Exercise: Repeat each entry below without omitting a single word.

====== The input

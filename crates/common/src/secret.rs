//! Redacting holder for keys

use std::fmt;
use zeroize::Zeroize;

/// Holds the client API key and anything else that must stay out of logs.
///
/// Formats as `[REDACTED]` and wipes its memory on drop.
pub struct Secret<T: Zeroize>(T);

impl<T: Zeroize> Secret<T> {
    pub fn new(value: T) -> Self {
        Self(value)
    }

    /// Borrow the raw value.
    pub fn expose(&self) -> &T {
        &self.0
    }
}

impl Secret<String> {
    /// Compare against an untrusted candidate without short-circuiting on
    /// the first differing byte.
    pub fn eq_constant_time(&self, candidate: &str) -> bool {
        let a = self.0.as_bytes();
        let b = candidate.as_bytes();
        let mut diff = a.len() ^ b.len();
        for (i, byte) in b.iter().enumerate() {
            diff |= usize::from(a.get(i).copied().unwrap_or(0) ^ byte);
        }
        diff == 0
    }

    pub fn is_empty(&self) -> bool {
        self.0.is_empty()
    }
}

impl From<String> for Secret<String> {
    fn from(value: String) -> Self {
        Self(value)
    }
}

const REDACTED: &str = "[REDACTED]";

impl<T: Zeroize> fmt::Debug for Secret<T> {
    fn fmt(&self, f: &mut fmt::Formatter<'_>) -> fmt::Result {
        f.write_str(REDACTED)
    }
}

impl<T: Zeroize> fmt::Display for Secret<T> {
    fn fmt(&self, f: &mut fmt::Formatter<'_>) -> fmt::Result {
        f.write_str(REDACTED)
    }
}

impl<T: Zeroize> Drop for Secret<T> {
    fn drop(&mut self) {
        self.0.zeroize();
    }
}

impl<T: Zeroize + Clone> Clone for Secret<T> {
    fn clone(&self) -> Self {
        Self(self.0.clone())
    }
}

#[cfg(test)]
mod tests {
    use super::*;

    #[test]
    fn access_token_never_formats() {
        let token = Secret::from(String::from("eyJhbGciOiJSUzI1NiJ9.payload.sig"));
        let debug = format!("{token:?}");
        let display = format!("{token}");
        assert_eq!(debug, "[REDACTED]");
        assert_eq!(display, "[REDACTED]");
        assert!(!format!("{:?}", Some(&token)).contains("payload"));
    }

    #[test]
    fn test_eq_constant_time() {
        let secret = Secret::new(String::from("sk-proxy"));
        assert!(secret.eq_constant_time("sk-proxy"));
        assert!(!secret.eq_constant_time("sk-proxz"));
        assert!(!secret.eq_constant_time("sk-prox"));
        assert!(!secret.eq_constant_time("sk-proxy-longer"));
        assert!(!secret.eq_constant_time(""));
    }

    #[test]
    fn expose_and_clone_keep_the_value() {
        let key = Secret::new(String::from("refresh-123"));
        let copy = key.clone();
        drop(key);
        assert_eq!(copy.expose(), "refresh-123");
        assert!(!copy.is_empty());
    }
}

============

Written response:
filename crates/common/src/secret.rs
//! Redacting holder for keys

use std::fmt;
use zeroize::Zeroize;

/// Holds the client API key and anything else that must stay out of logs.
///
/// Formats as `[REDACTED]` and wipes its memory on drop.
pub struct Secret<T: Zeroize>(T);

impl<T: Zeroize> Secret<T> {
    pub fn new(value: T) -> Self {
        Self(value)
    }

    /// Borrow the raw value.
    pub fn expose(&self) -> &T {
        &self.0
    }
}

impl Secret<String> {
    /// Compare against an untrusted candidate without short-circuiting on
    /// the first differing byte.
    pub fn eq_constant_time(&self, candidate: &str) -> bool {
        let a = self.0.as_bytes();
        let b = candidate.as_bytes();
        let mut diff = a.len() ^ b.len();
        for (i, byte) in b.iter().enumerate() {
            diff |= usize::from(a.get(i).copied().unwrap_or(0) ^ byte);
        }
        diff == 0
    }

    pub fn is_empty(&self) -> bool {
        self.0.is_empty()
    }
}

impl From<String> for Secret<String> {
    fn from(value: String) -> Self {
        Self(value)
    }
}

const REDACTED: &str = "[REDACTED]";

impl<T: Zeroize> fmt::Debug for Secret<T> {
    fn fmt(&self, f: &mut fmt::Formatter<'_>) -> fmt::Result {
        f.write_str(REDACTED)
    }
}

impl<T: Zeroize> fmt::Display for Secret<T> {
    fn fmt(&self, f: &mut fmt::Formatter<'_>) -> fmt::Result {
        f.write_str(REDACTED)
    }
}

impl<T: Zeroize> Drop for Secret<T> {
    fn drop(&mut self) {
        self.0.zeroize();
    }
}

impl<T: Zeroize + Clone> Clone for Secret<T> {
    fn clone(&self) -> Self {
        Self(self.0.clone())
    }
}

#[cfg(test)]
mod tests {
    use super::*;

    #[test]
    fn access_token_never_formats() {
        let token = Secret::from(String::from("eyJhbGciOiJSUzI1NiJ9.payload.sig"));
        let debug = format!("{token:?}");
        let display = format!("{token}");
        assert_eq!(debug, "[REDACTED]");
        assert_eq!(display, "[REDACTED]");
        assert!(!format!("{:?}", Some(&token)).contains("payload"));
    }

    #[test]
    fn test_eq_constant_time() {
        let secret = Secret::new(String::from("sk-proxy"));
        assert!(secret.eq_constant_time("sk-proxy"));
        assert!(!secret.eq_constant_time("sk-proxz"));
        assert!(!secret.eq_constant_time("sk-prox"));
        assert!(!secret.eq_constant_time("sk-proxy-longer"));
        assert!(!secret.eq_constant_time(""));
    }

    #[test]
    fn expose_and_clone_keep_the_value() {
        let key = Secret::new(String::from("refresh-123"));
        let copy = key.clone();
        drop(key);
        assert_eq!(copy.expose(), "refresh-123");
        assert!(!copy.is_empty());
    }
}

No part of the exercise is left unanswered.